5 Rock Songs Hits That Were Banned
The Beatles - Youtube
Rock music has always been controversial for several reasons. But, the more it’s been talked about, the more it became phenomenal. After all, bad publicity is still publicity. And so, with these 5 rock songs you didn’t know were banned, one could only wonder why the world was so against them. Check it out.
The Beatles – “The Ballad of John and Yoko” (1969)
The refrain of “Christ, they’re gonna crucify me” appears in “The Ballad of John and Yoko” by The Beatles. In the 1960s, when the United Kingdom and the United States were still more religiously-cultured, the phrase became offensive. This sentence was so divisive that the song was banned from airplay in these said countries. But the song remained famous and did well in the charts.
Melanie – “Brand New Key” (1971)
By a long by, Melanie’s “Brand New Key” is the most well-known song of hers.

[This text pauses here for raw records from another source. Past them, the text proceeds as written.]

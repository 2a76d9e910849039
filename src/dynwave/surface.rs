//! Free-surface area distribution.
//!
//! The node continuity equation needs to know how much free-surface area
//! each conduit contributes to its end nodes. The split depends on the
//! flow regime: a subcritical conduit hands half of each end's trapezoid
//! to the adjacent node, a critical or dry end contributes nothing and
//! pushes its half to the other node, and a fully dry conduit leaves a
//! sliver so the node equations stay regular.
//!
//! Distribution may also revise an end depth and head: a critical end is
//! pinned to the smaller of critical and normal depth, and a dry end to
//! the depth floor.

use crate::constants::FUDGE;
use crate::dynwave::classify::{classify, FlowClass};
use crate::network::{Link, Node};
use crate::xsect::Xsect;

/// Top width used for surface-area purposes.
///
/// Closed sections lose their free surface at the crown; widths above
/// 96% of full depth are evaluated at that depth instead so the area
/// contribution never vanishes while the conduit is still nominally
/// open-surface.
fn get_width(xsect: &Xsect, y: f64) -> f64 {
    let y = if y / xsect.y_full > 0.96 && !xsect.is_open() {
        0.96 * xsect.y_full
    } else {
        y
    };
    xsect.w_of_y(y)
}

/// Classify the conduit and distribute its surface area to the end nodes.
///
/// Writes `flow_class`, `surf_area1` and `surf_area2` on the link and
/// returns the possibly revised `(h1, h2, y1, y2)`.
#[allow(clippy::too_many_arguments)]
pub(crate) fn find_surf_area(
    link: &mut Link,
    nodes: &[Node],
    gravity: f64,
    q: f64,
    length: f64,
    h1: f64,
    h2: f64,
    y1: f64,
    y2: f64,
) -> (f64, f64, f64, f64) {
    let mut depth1 = y1;
    let mut depth2 = y2;
    let mut head1 = h1;
    let mut head2 = h2;
    let mut surf_area1 = 0.0;
    let mut surf_area2 = 0.0;

    let cls = classify(link, nodes, q, h1, h2, y1, y2, gravity);
    link.flow_class = cls.class;

    match cls.class {
        FlowClass::Subcritical => {
            let depth_mid = (0.5 * (depth1 + depth2)).max(FUDGE);
            let width1 = get_width(&link.xsect, depth1);
            let width2 = get_width(&link.xsect, depth2);
            let width_mid = get_width(&link.xsect, depth_mid);
            surf_area1 = (width1 + width_mid) * length / 4.0;
            surf_area2 = (width_mid + width2) * length / 4.0 * cls.fasnh;
        }

        FlowClass::UpCritical => {
            depth1 = if cls.y_norm < cls.y_crit {
                cls.y_norm
            } else {
                cls.y_crit
            };
            depth1 = depth1.max(FUDGE);
            head1 = nodes[link.node1].invert_elev + link.offset1 + depth1;
            let depth_mid = (0.5 * (depth1 + depth2)).max(FUDGE);
            let width2 = get_width(&link.xsect, depth2);
            let width_mid = get_width(&link.xsect, depth_mid);
            surf_area2 = (width_mid + width2) * length * 0.5;
        }

        FlowClass::DownCritical => {
            depth2 = if cls.y_norm < cls.y_crit {
                cls.y_norm
            } else {
                cls.y_crit
            };
            depth2 = depth2.max(FUDGE);
            head2 = nodes[link.node2].invert_elev + link.offset2 + depth2;
            let width1 = get_width(&link.xsect, depth1);
            let depth_mid = (0.5 * (depth1 + depth2)).max(FUDGE);
            let width_mid = get_width(&link.xsect, depth_mid);
            surf_area1 = (width1 + width_mid) * length * 0.5;
        }

        FlowClass::UpDry => {
            depth1 = FUDGE;
            let depth_mid = (0.5 * (depth1 + depth2)).max(FUDGE);
            let width1 = get_width(&link.xsect, depth1);
            let width2 = get_width(&link.xsect, depth2);
            let width_mid = get_width(&link.xsect, depth_mid);

            // Downstream half always drains to the downstream node.
            surf_area2 = (width_mid + width2) * length / 4.0;

            // Without a free fall at the upstream end the upstream half
            // still belongs to the upstream node.
            if link.offset1 <= 0.0 {
                surf_area1 = (width1 + width_mid) * length / 4.0;
            }
        }

        FlowClass::DownDry => {
            depth2 = FUDGE;
            let depth_mid = (0.5 * (depth1 + depth2)).max(FUDGE);
            let width1 = get_width(&link.xsect, depth1);
            let width2 = get_width(&link.xsect, depth2);
            let width_mid = get_width(&link.xsect, depth_mid);

            surf_area1 = (width_mid + width1) * length / 4.0;

            if link.offset2 <= 0.0 {
                surf_area2 = (width2 + width_mid) * length / 4.0;
            }
        }

        FlowClass::Dry => {
            surf_area1 = FUDGE * length / 2.0;
            surf_area2 = surf_area1;
        }

        // The classifier never produces this; promotion to supercritical
        // happens later from the Froude number.
        FlowClass::Supercritical => {}
    }

    link.surf_area1 = surf_area1;
    link.surf_area2 = surf_area2;
    (head1, head2, depth1, depth2)
}

#[cfg(test)]
mod tests {
    use super::*;
    use crate::constants::GRAVITY;
    use crate::network::Conduit;
    use crate::types::NodeIndex;

    fn nodes(depth1: f64, depth2: f64) -> Vec<Node> {
        let mut n1 = Node::junction(10.0);
        n1.new_depth = depth1;
        let mut n2 = Node::junction(9.0);
        n2.new_depth = depth2;
        vec![n1, n2]
    }

    fn pipe() -> Link {
        Link::new(
            NodeIndex::new(0),
            NodeIndex::new(1),
            Xsect::circular(1.0),
            Conduit::new(100.0, 0.013, 0.01),
        )
    }

    #[test]
    fn test_crown_width_correction() {
        let xs = Xsect::circular(1.0);
        // Raw width collapses at the crown; the corrected one does not.
        assert!(xs.w_of_y(1.0) < 1e-6);
        let w = get_width(&xs, 1.0);
        assert!((w - xs.w_of_y(0.96)).abs() < 1e-12);
        assert!(w > 0.3);
        // Open channels are left alone.
        let open = Xsect::rect_open(4.0, 1.0);
        assert_eq!(get_width(&open, 1.0), 4.0);
    }

    #[test]
    fn test_subcritical_split() {
        let nodes = nodes(0.5, 0.4);
        let mut link = pipe();
        let length = 100.0;
        let (h1, h2, y1, y2) =
            find_surf_area(&mut link, &nodes, GRAVITY, 1.0, length, 10.5, 9.4, 0.5, 0.4);
        assert_eq!(link.flow_class, FlowClass::Subcritical);
        // Depths and heads untouched.
        assert_eq!((h1, h2, y1, y2), (10.5, 9.4, 0.5, 0.4));

        let xs = Xsect::circular(1.0);
        let w1 = xs.w_of_y(0.5);
        let w2 = xs.w_of_y(0.4);
        let wm = xs.w_of_y(0.45);
        assert!((link.surf_area1 - (w1 + wm) * length / 4.0).abs() < 1e-9);
        assert!((link.surf_area2 - (wm + w2) * length / 4.0).abs() < 1e-9);
    }

    #[test]
    fn test_down_critical_pins_depth_and_head() {
        let nodes = nodes(0.8, 0.01);
        let mut link = pipe().with_offsets(0.0, 2.0);
        let (_h1, h2, _y1, y2) =
            find_surf_area(&mut link, &nodes, GRAVITY, 1.0, 100.0, 10.8, 11.01, 0.8, 0.01);
        assert_eq!(link.flow_class, FlowClass::DownCritical);
        // Downstream depth pinned to min(yN, yC) and head rebuilt from it.
        assert!(y2 > 0.01);
        assert!((h2 - (9.0 + 2.0 + y2)).abs() < 1e-12);
        // All surface area goes upstream.
        assert_eq!(link.surf_area2, 0.0);
        assert!(link.surf_area1 > 0.0);
    }

    #[test]
    fn test_dry_conduit_leaves_sliver() {
        let nodes = nodes(0.0, 0.0);
        let mut link = pipe();
        find_surf_area(&mut link, &nodes, GRAVITY, 0.0, 100.0, 10.0, 9.0, 0.0, 0.0);
        assert_eq!(link.flow_class, FlowClass::Dry);
        assert!((link.surf_area1 - FUDGE * 100.0 / 2.0).abs() < 1e-15);
        assert_eq!(link.surf_area1, link.surf_area2);
    }

    #[test]
    fn test_up_dry_free_fall_starves_upstream_node() {
        let nodes = nodes(0.0, 0.3);
        // With an upstream drop, the upstream node gets no surface area.
        let mut link = pipe().with_offsets(1.0, 0.0);
        find_surf_area(&mut link, &nodes, GRAVITY, 0.5, 100.0, 11.0, 9.3, 0.0, 0.3);
        assert_eq!(link.flow_class, FlowClass::UpDry);
        assert_eq!(link.surf_area1, 0.0);
        assert!(link.surf_area2 > 0.0);

        // Without the drop, the upstream half stays with the node.
        let mut link = pipe();
        let (_, _, y1, _) =
            find_surf_area(&mut link, &nodes, GRAVITY, 0.5, 100.0, 10.0, 9.3, 0.0, 0.3);
        assert_eq!(link.flow_class, FlowClass::UpDry);
        assert_eq!(y1, FUDGE);
        assert!(link.surf_area1 > 0.0);
    }
}
//! Global routing configuration.

use crate::constants::GRAVITY;
use crate::network::ForceMainEqn;

/// How much of the two inertial momentum terms to retain.
#[derive(Clone, Copy, Debug, Default, PartialEq, Eq)]
pub enum InertialDamping {
    /// Keep the inertial terms in full.
    #[default]
    None,
    /// Scale the inertial terms down as the Froude number approaches 1.
    Partial,
    /// Drop the inertial terms entirely.
    Full,
}

/// Which condition triggers the normal-flow limitation.
#[derive(Clone, Copy, Debug, Default, PartialEq, Eq)]
pub enum NormalFlowLimit {
    /// Water-surface slope flatter than the conduit slope.
    Slope,
    /// Upstream Froude number at or above 1.
    Froude,
    /// Either condition.
    #[default]
    Both,
}

/// Configuration shared by every conduit update in a sub-iteration.
///
/// Read-only while a sweep is running; treat it as part of the project's
/// immutable state.
#[derive(Clone, Copy, Debug, PartialEq)]
pub struct RoutingConfig {
    pub inertial_damping: InertialDamping,
    pub normal_flow_limit: NormalFlowLimit,
    /// Friction law for full-flowing force mains.
    pub force_main_eqn: ForceMainEqn,
    /// Gravitational acceleration; defaults to US customary units.
    pub gravity: f64,
}

impl Default for RoutingConfig {
    fn default() -> Self {
        Self {
            inertial_damping: InertialDamping::default(),
            normal_flow_limit: NormalFlowLimit::default(),
            force_main_eqn: ForceMainEqn::default(),
            gravity: GRAVITY,
        }
    }
}

#[cfg(test)]
mod tests {
    use super::*;

    #[test]
    fn test_defaults() {
        let cfg = RoutingConfig::default();
        assert_eq!(cfg.inertial_damping, InertialDamping::None);
        assert_eq!(cfg.normal_flow_limit, NormalFlowLimit::Both);
        assert_eq!(cfg.force_main_eqn, ForceMainEqn::HazenWilliams);
        assert!((cfg.gravity - 32.2).abs() < 1e-12);
    }
}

In an interview with The Tennessean in 2021, she opened why the song had been prohibited because some listeners saw a lyric about a “lock and key” as sexually suggestive. “It had all kinds of meanings,” she explained. “I’m gonna say, subconsciously, there could have been some sort of Freudian thing.” Still, suggestive lyrics didn’t prevent the song to top the charts.

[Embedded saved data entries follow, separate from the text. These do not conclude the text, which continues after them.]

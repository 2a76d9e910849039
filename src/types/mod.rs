//! Strongly-typed indices for network records.

mod indices;

pub use indices::{LinkIndex, NodeIndex};
//! Dynamic-wave conduit flow routing.
//!
//! The kernel advances one conduit through one sub-iteration of the
//! outer head-balancing loop: read the endpoint heads, classify the flow
//! regime, distribute free-surface area to the end nodes, assemble the
//! finite-difference momentum equation, solve for the new flow, apply
//! the flow-limitation gates, and under-relax against the previous
//! iterate. See [`update_conduit_flow`] for the full sequence.

mod classify;
mod config;
mod momentum;
mod routing;
mod surface;

pub use classify::{classify, Classification, FlowClass};
pub use config::{InertialDamping, NormalFlowLimit, RoutingConfig};
pub use momentum::update_conduit_flow;
pub use routing::update_all_conduits;
#[cfg(feature = "parallel")]
pub use routing::update_all_conduits_parallel;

Starland Vocal Band – “Afternoon Delight” (1976)
The lyrics of “Afternoon Pleasure” by Starland Vocal Band are unmistakably sexual in nature. Several radio stations deemed the song inappropriate and hence, refused to broadcast it. Nonetheless, the song spent two weeks at the top of the Billboard Hot 100.
The Sex Pistols – “God Save the Queen” (1977)
The republican spirit expressed in “God Save the Queen” by the Sex Pistols was deemed offensive in the UK, and BBC reportedly banned the album for being in “poor taste.” Nonetheless, the song reached No. 2 on the U.K. Song Charts.
Sam the Sham and the Pharaoh – “Wooly Bully” (1987)
The song “Wooly Bully” by Sam the Sham and the Pharaoh is a silly novelty tune about a bull that likes to dance. As legendary rock tunes go, this one is about as harmless as it gets. However, the song still managed to stir up some discord. American Songwriter claims that several radio stations refused to play the song because listeners found the lyrics confusing.